Par décision en date du 28 décembre 2017, la [7] a retenu un taux d’incapacité de 9 % à la date de consolidation du 24 novembre 2017.
Par lettre reçue au greffe du Tribunal du contentieux de l’incapacité de Paris, le 24 janvier 2018, il a déclaré contester cette décision, estimant que ce taux ne correspond pas aux séquelles subies.
Le 1er janvier 2019, le dossier a été transféré au pôle social du tribunal de grande instance de Paris en raison de la fusion du tribunal du contentieux de l’incapacité avec les juridictions de droit commun. Le 1er janvier 2020, l’instance s’est poursuivie devant le pôle social du tribunal judiciaire de Paris.
Les parties ont été invitées à comparaître à l’audience du 15 novembre 2023.
Le requérant a indiqué que les mesures réalisées lors de l’examen entraînaient une réduction de moitié de l’amplitude des mouvements de l’épaule, qu’il convient en outre de considérer le mouvement des deux épaules par synergie, de sorte que les séquelles n’étaient pas modérées, et qu’il manque des mesures nécessaires, de sorte qu’il a sollicité une expertise médicale.
La [6] a comparu à l’audience et a sollicité le maintien du taux en raison d’une intervention chirurgicale, mais ne s’oppose pas à une expertise.

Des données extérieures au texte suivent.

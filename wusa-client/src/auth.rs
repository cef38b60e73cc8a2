//! OAuth device flow
//!
//! `wusa auth` authorizes the CLI through GitHub's device flow:
//! 1. [`DeviceFlowClient::request_device_codes`] hands out a user code
//! 2. the user enters it at the verification URI
//! 3. the caller polls [`DeviceFlowClient::poll_access_token`] until it
//!    returns something other than [`PollStatus::Pending`]
//!
//! The client performs a single request per call. Pacing and the attempt bound
//! belong to the caller.

use reqwest::Client;
use tracing::debug;
use wusa_core::dto::auth::{AccessTokenResponse, DEVICE_CODE_GRANT_TYPE, DeviceCodes};

pub use wusa_core::dto::auth::PollStatus;

use crate::USER_AGENT;
use crate::error::{ClientError, Result};

/// Default base URL of the GitHub login endpoints
pub const GITHUB_LOGIN_URL: &str = "https://github.com";

/// Client ID of the wusa OAuth app
pub const WUSA_CLIENT_ID: &str = "070dcc7e8ff3a7c087d5";

/// Scope requested for the access token
pub const ACCESS_SCOPE: &str = "repo";

/// Client for the OAuth device flow endpoints
#[derive(Debug, Clone)]
pub struct DeviceFlowClient {
    base_url: String,
    client_id: String,
    client: Client,
}

impl DeviceFlowClient {
    /// Creates a device flow client
    ///
    /// # Arguments
    /// * `base_url` - Base URL of the login endpoints (e.g., "https://github.com")
    /// * `client_id` - OAuth app client ID
    pub fn new(base_url: impl Into<String>, client_id: impl Into<String>) -> Self {
        let base_url = base_url.into();
        Self {
            base_url: base_url.trim_end_matches('/').to_string(),
            client_id: client_id.into(),
            client: Client::new(),
        }
    }

    /// Starts the device flow
    pub async fn request_device_codes(&self) -> Result<DeviceCodes> {
        let url = format!("{}/login/device/code", self.base_url);
        let response = self
            .client
            .post(&url)
            .header(reqwest::header::ACCEPT, "application/json")
            .header(reqwest::header::USER_AGENT, USER_AGENT)
            .form(&[
                ("client_id", self.client_id.as_str()),
                ("scope", ACCESS_SCOPE),
            ])
            .send()
            .await?;

        parse_json(response).await
    }

    /// Polls once for the access token belonging to `device_code`
    pub async fn poll_access_token(&self, device_code: &str) -> Result<PollStatus> {
        let url = format!("{}/login/oauth/access_token", self.base_url);
        let response = self
            .client
            .post(&url)
            .header(reqwest::header::ACCEPT, "application/json")
            .header(reqwest::header::USER_AGENT, USER_AGENT)
            .form(&[
                ("client_id", self.client_id.as_str()),
                ("device_code", device_code),
                ("grant_type", DEVICE_CODE_GRANT_TYPE),
            ])
            .send()
            .await?;

        let body: AccessTokenResponse = parse_json(response).await?;
        let status = PollStatus::from(body);
        debug!("Access token poll: {:?}", status);

        Ok(status)
    }
}

async fn parse_json<T: serde::de::DeserializeOwned>(response: reqwest::Response) -> Result<T> {
    let status = response.status();

    if !status.is_success() {
        let error_text = response.text().await.unwrap_or_default();
        return Err(ClientError::bad_request(status.as_u16(), error_text));
    }

    response
        .json()
        .await
        .map_err(|e| ClientError::ParseError(format!("Failed to parse JSON response: {}", e)))
}

#[cfg(test)]
mod tests {
    use super::*;

    #[test]
    fn test_device_flow_client_trims_slash() {
        let client = DeviceFlowClient::new("https://github.com/", WUSA_CLIENT_ID);
        assert_eq!(client.base_url, "https://github.com");
        assert_eq!(client.client_id, WUSA_CLIENT_ID);
    }
}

Par jugement du 17 janvier 2024, le tribunal a désigné le docteur [I] afin de réaliser un examen clinique de la victime avec pour mission de déterminer son taux d’incapacité permanente à la suite de l’accident du travail du 4 décembre 2014, en se plaçant à la date de consolidation du 24 novembre 2017, au vu du barème indicatif d’invalidité accidents du travail.
L’expert a déposé son rapport le 26 mars 2024. Il conclut qu’à la consolidation, le taux de 9% n’indemnise pas de manière équitable les séquelles douloureuses et fonctionnelles d’une limitation légère à moyenne de tous les mouvements de l’épaule droite dominante chez un travailleur manuel ouvrier du bâtiment. Conformément au barème Légifrance AT/MP, le taux d’IPP imputable à l’accident du travail du 4/12/2014 doit être fixé à 15%. Monsieur [U] [M] [E] ne pourra plus exercer d’activité professionnelle nécessitant des gestes répétitifs en force ou non au-dessus du plan horizontal des épaules. Compte tenu de son âge, de ses capacités physiques et psychiques, un coefficient professionnel de 5% semble médicalement justifié.
Les parties ont été invitées à comparaître à l’audience du 5 février 2025.
Monsieur [U] [M] [E] a comparu à l’audience assisté de son conseil. Son conseil a fait valoir oralement que son client demandait l’entérinement du rapport, y comprenant la taux de 5% retenu au titre du coefficient professionnel, M. [M] [E] ayant été licencié pour motif économique et n’ayant jamais retrouvé d’emploi ainsi que la condamnation de la [6] à verser la somme de 1500 euros au titre de l’article 700 du code de procédure civile.
Régulièrement représentée, la [8] a fait valoir oralement qu’elle demande la confirmation du taux d’IPP de 9% et le rejet du coefficient d’incidence professionnelle, le demandeur n’ayant pas été licencié pour inaptitude mais pour motif économique, et de la demande au titre de l’article 700 du code de procédure civile.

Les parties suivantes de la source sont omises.